- WORK TASK
What you return must match the records exactly, line for line.
--- PROVIDED RECORDS ---
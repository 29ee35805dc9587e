//! OpenAPI schema definitions for domain types.
//!
//! Domain types remain framework-agnostic by not deriving `ToSchema`. This
//! module provides the schema definitions required for OpenAPI documentation
//! using utoipa's external schema registration.

use utoipa::ToSchema;

/// OpenAPI schema for [`crate::domain::ErrorCode`].
///
/// Stable machine-readable error codes returned in API error responses.
#[derive(ToSchema)]
#[schema(as = crate::domain::ErrorCode)]
pub enum ErrorCodeSchema {
    /// The request is malformed or fails validation.
    #[schema(rename = "invalid_request")]
    InvalidRequest,
    /// Authentication failed or is missing.
    #[schema(rename = "unauthorized")]
    Unauthorized,
    /// The player may not do this yet, e.g. open a locked problem.
    #[schema(rename = "forbidden")]
    Forbidden,
    /// The requested resource does not exist.
    #[schema(rename = "not_found")]
    NotFound,
    /// The request conflicts with the current state.
    #[schema(rename = "conflict")]
    Conflict,
    /// The hosted backend or model endpoint is unavailable.
    #[schema(rename = "service_unavailable")]
    ServiceUnavailable,
    /// An unexpected error occurred on the server.
    #[schema(rename = "internal_error")]
    InternalError,
}

/// OpenAPI schema for [`crate::domain::Error`].
#[derive(ToSchema)]
#[schema(as = crate::domain::Error)]
#[schema(rename_all = "camelCase")]
#[expect(
    dead_code,
    reason = "Used only for OpenAPI schema generation via utoipa"
)]
pub struct ErrorSchema {
    /// Stable machine-readable error code.
    #[schema(example = "conflict")]
    code: ErrorCodeSchema,
    /// Human-readable message returned to clients.
    #[schema(example = "Please verify your code before submitting.")]
    message: String,
    /// Correlation identifier for tracing this error across systems.
    #[schema(example = "0b9a4a8e-3a51-4d0a-9bde-2a7f1c1d9e3f")]
    trace_id: Option<String>,
    /// Supplementary error details for clients.
    details: Option<serde_json::Value>,
}

/// OpenAPI schema for [`crate::domain::Tier`].
#[derive(ToSchema)]
#[schema(as = crate::domain::Tier)]
pub enum TierSchema {
    #[schema(rename = "easy")]
    Easy,
    #[schema(rename = "medium")]
    Medium,
    #[schema(rename = "hard")]
    Hard,
}

/// OpenAPI schema for [`crate::domain::TierStatus`].
#[derive(ToSchema)]
#[schema(as = crate::domain::TierStatus)]
pub enum TierStatusSchema {
    #[schema(rename = "locked")]
    Locked,
    #[schema(rename = "unlocked")]
    Unlocked,
    #[schema(rename = "solved")]
    Solved,
}

/// OpenAPI schema for [`crate::domain::Language`].
#[derive(ToSchema)]
#[schema(as = crate::domain::Language)]
pub enum LanguageSchema {
    #[schema(rename = "python")]
    Python,
    #[schema(rename = "java")]
    Java,
    #[schema(rename = "cpp")]
    Cpp,
}

/// Discriminator of [`ViewSchema`].
#[derive(ToSchema)]
pub enum ViewKindSchema {
    #[schema(rename = "login")]
    Login,
    #[schema(rename = "home")]
    Home,
    #[schema(rename = "editor")]
    Editor,
    #[schema(rename = "leaderboard")]
    Leaderboard,
    #[schema(rename = "notFound")]
    NotFound,
}

/// OpenAPI schema for [`crate::domain::View`].
///
/// `problem` is present only for the `editor` view.
#[derive(ToSchema)]
#[schema(as = crate::domain::View)]
#[expect(
    dead_code,
    reason = "Used only for OpenAPI schema generation via utoipa"
)]
pub struct ViewSchema {
    kind: ViewKindSchema,
    #[schema(example = "reverseString")]
    problem: Option<String>,
}

#[cfg(test)]
mod tests {
    use super::*;
    use rstest::rstest;
    use utoipa::PartialSchema;

    fn schema_to_json<T: PartialSchema>() -> String {
        serde_json::to_string(&T::schema()).expect("schema serialises to JSON")
    }

    #[rstest]
    #[case("conflict")]
    #[case("service_unavailable")]
    #[case("internal_error")]
    fn error_code_schema_lists_wire_codes(#[case] code: &str) {
        assert_eq!(ErrorCodeSchema::name(), "crate.domain.ErrorCode");
        assert!(schema_to_json::<ErrorCodeSchema>().contains(code));
    }

    #[test]
    fn error_schema_uses_camel_case_trace_id() {
        assert_eq!(ErrorSchema::name(), "crate.domain.Error");
        let json = schema_to_json::<ErrorSchema>();
        assert!(json.contains("traceId"));
        assert!(json.contains("message"));
    }

    #[test]
    fn tier_schemas_use_lowercase_names() {
        let tiers = schema_to_json::<TierSchema>();
        assert!(tiers.contains("\"medium\""));
        let statuses = schema_to_json::<TierStatusSchema>();
        assert!(statuses.contains("\"locked\""));
        assert!(schema_to_json::<LanguageSchema>().contains("\"cpp\""));
    }

    #[test]
    fn view_schema_names_the_discriminator() {
        assert_eq!(ViewSchema::name(), "crate.domain.View");
        let json = schema_to_json::<ViewSchema>();
        assert!(json.contains("kind"));
        assert!(schema_to_json::<ViewKindSchema>().contains("\"notFound\""));
    }
}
---
- RESULT FOR THIS TASK
repository 29ee35805dc9587e
//! OpenAPI schema definitions for domain types.
//!
//! Domain types remain framework-agnostic by not deriving `ToSchema`. This
//! module provides the schema definitions required for OpenAPI documentation
//! using utoipa's external schema registration.

use utoipa::ToSchema;

/// OpenAPI schema for [`crate::domain::ErrorCode`].
///
/// Stable machine-readable error codes returned in API error responses.
#[derive(ToSchema)]
#[schema(as = crate::domain::ErrorCode)]
pub enum ErrorCodeSchema {
    /// The request is malformed or fails validation.
    #[schema(rename = "invalid_request")]
    InvalidRequest,
    /// Authentication failed or is missing.
    #[schema(rename = "unauthorized")]
    Unauthorized,
    /// The player may not do this yet, e.g. open a locked problem.
    #[schema(rename = "forbidden")]
    Forbidden,
    /// The requested resource does not exist.
    #[schema(rename = "not_found")]
    NotFound,
    /// The request conflicts with the current state.
    #[schema(rename = "conflict")]
    Conflict,
    /// The hosted backend or model endpoint is unavailable.
    #[schema(rename = "service_unavailable")]
    ServiceUnavailable,
    /// An unexpected error occurred on the server.
    #[schema(rename = "internal_error")]
    InternalError,
}

/// OpenAPI schema for [`crate::domain::Error`].
#[derive(ToSchema)]
#[schema(as = crate::domain::Error)]
#[schema(rename_all = "camelCase")]
#[expect(
    dead_code,
    reason = "Used only for OpenAPI schema generation via utoipa"
)]
pub struct ErrorSchema {
    /// Stable machine-readable error code.
    #[schema(example = "conflict")]
    code: ErrorCodeSchema,
    /// Human-readable message returned to clients.
    #[schema(example = "Please verify your code before submitting.")]
    message: String,
    /// Correlation identifier for tracing this error across systems.
    #[schema(example = "0b9a4a8e-3a51-4d0a-9bde-2a7f1c1d9e3f")]
    trace_id: Option<String>,
    /// Supplementary error details for clients.
    details: Option<serde_json::Value>,
}

/// OpenAPI schema for [`crate::domain::Tier`].
#[derive(ToSchema)]
#[schema(as = crate::domain::Tier)]
pub enum TierSchema {
    #[schema(rename = "easy")]
    Easy,
    #[schema(rename = "medium")]
    Medium,
    #[schema(rename = "hard")]
    Hard,
}

/// OpenAPI schema for [`crate::domain::TierStatus`].
#[derive(ToSchema)]
#[schema(as = crate::domain::TierStatus)]
pub enum TierStatusSchema {
    #[schema(rename = "locked")]
    Locked,
    #[schema(rename = "unlocked")]
    Unlocked,
    #[schema(rename = "solved")]
    Solved,
}

/// OpenAPI schema for [`crate::domain::Language`].
#[derive(ToSchema)]
#[schema(as = crate::domain::Language)]
pub enum LanguageSchema {
    #[schema(rename = "python")]
    Python,
    #[schema(rename = "java")]
    Java,
    #[schema(rename = "cpp")]
    Cpp,
}

/// Discriminator of [`ViewSchema`].
#[derive(ToSchema)]
pub enum ViewKindSchema {
    #[schema(rename = "login")]
    Login,
    #[schema(rename = "home")]
    Home,
    #[schema(rename = "editor")]
    Editor,
    #[schema(rename = "leaderboard")]
    Leaderboard,
    #[schema(rename = "notFound")]
    NotFound,
}

/// OpenAPI schema for [`crate::domain::View`].
///
/// `problem` is present only for the `editor` view.
#[derive(ToSchema)]
#[schema(as = crate::domain::View)]
#[expect(
    dead_code,
    reason = "Used only for OpenAPI schema generation via utoipa"
)]
pub struct ViewSchema {
    kind: ViewKindSchema,
    #[schema(example = "reverseString")]
    problem: Option<String>,
}

#[cfg(test)]
mod tests {
    use super::*;
    use rstest::rstest;
    use utoipa::PartialSchema;

    fn schema_to_json<T: PartialSchema>() -> String {
        serde_json::to_string(&T::schema()).expect("schema serialises to JSON")
    }

    #[rstest]
    #[case("conflict")]
    #[case("service_unavailable")]
    #[case("internal_error")]
    fn error_code_schema_lists_wire_codes(#[case] code: &str) {
        assert_eq!(ErrorCodeSchema::name(), "crate.domain.ErrorCode");
        assert!(schema_to_json::<ErrorCodeSchema>().contains(code));
    }

    #[test]
    fn error_schema_uses_camel_case_trace_id() {
        assert_eq!(ErrorSchema::name(), "crate.domain.Error");
        let json = schema_to_json::<ErrorSchema>();
        assert!(json.contains("traceId"));
        assert!(json.contains("message"));
    }

    #[test]
    fn tier_schemas_use_lowercase_names() {
        let tiers = schema_to_json::<TierSchema>();
        assert!(tiers.contains("\"medium\""));
        let statuses = schema_to_json::<TierStatusSchema>();
        assert!(statuses.contains("\"locked\""));
        assert!(schema_to_json::<LanguageSchema>().contains("\"cpp\""));
    }

    #[test]
    fn view_schema_names_the_discriminator() {
        assert_eq!(ViewSchema::name(), "crate.domain.View");
        let json = schema_to_json::<ViewSchema>();
        assert!(json.contains("kind"));
        assert!(schema_to_json::<ViewKindSchema>().contains("\"notFound\""));
    }
}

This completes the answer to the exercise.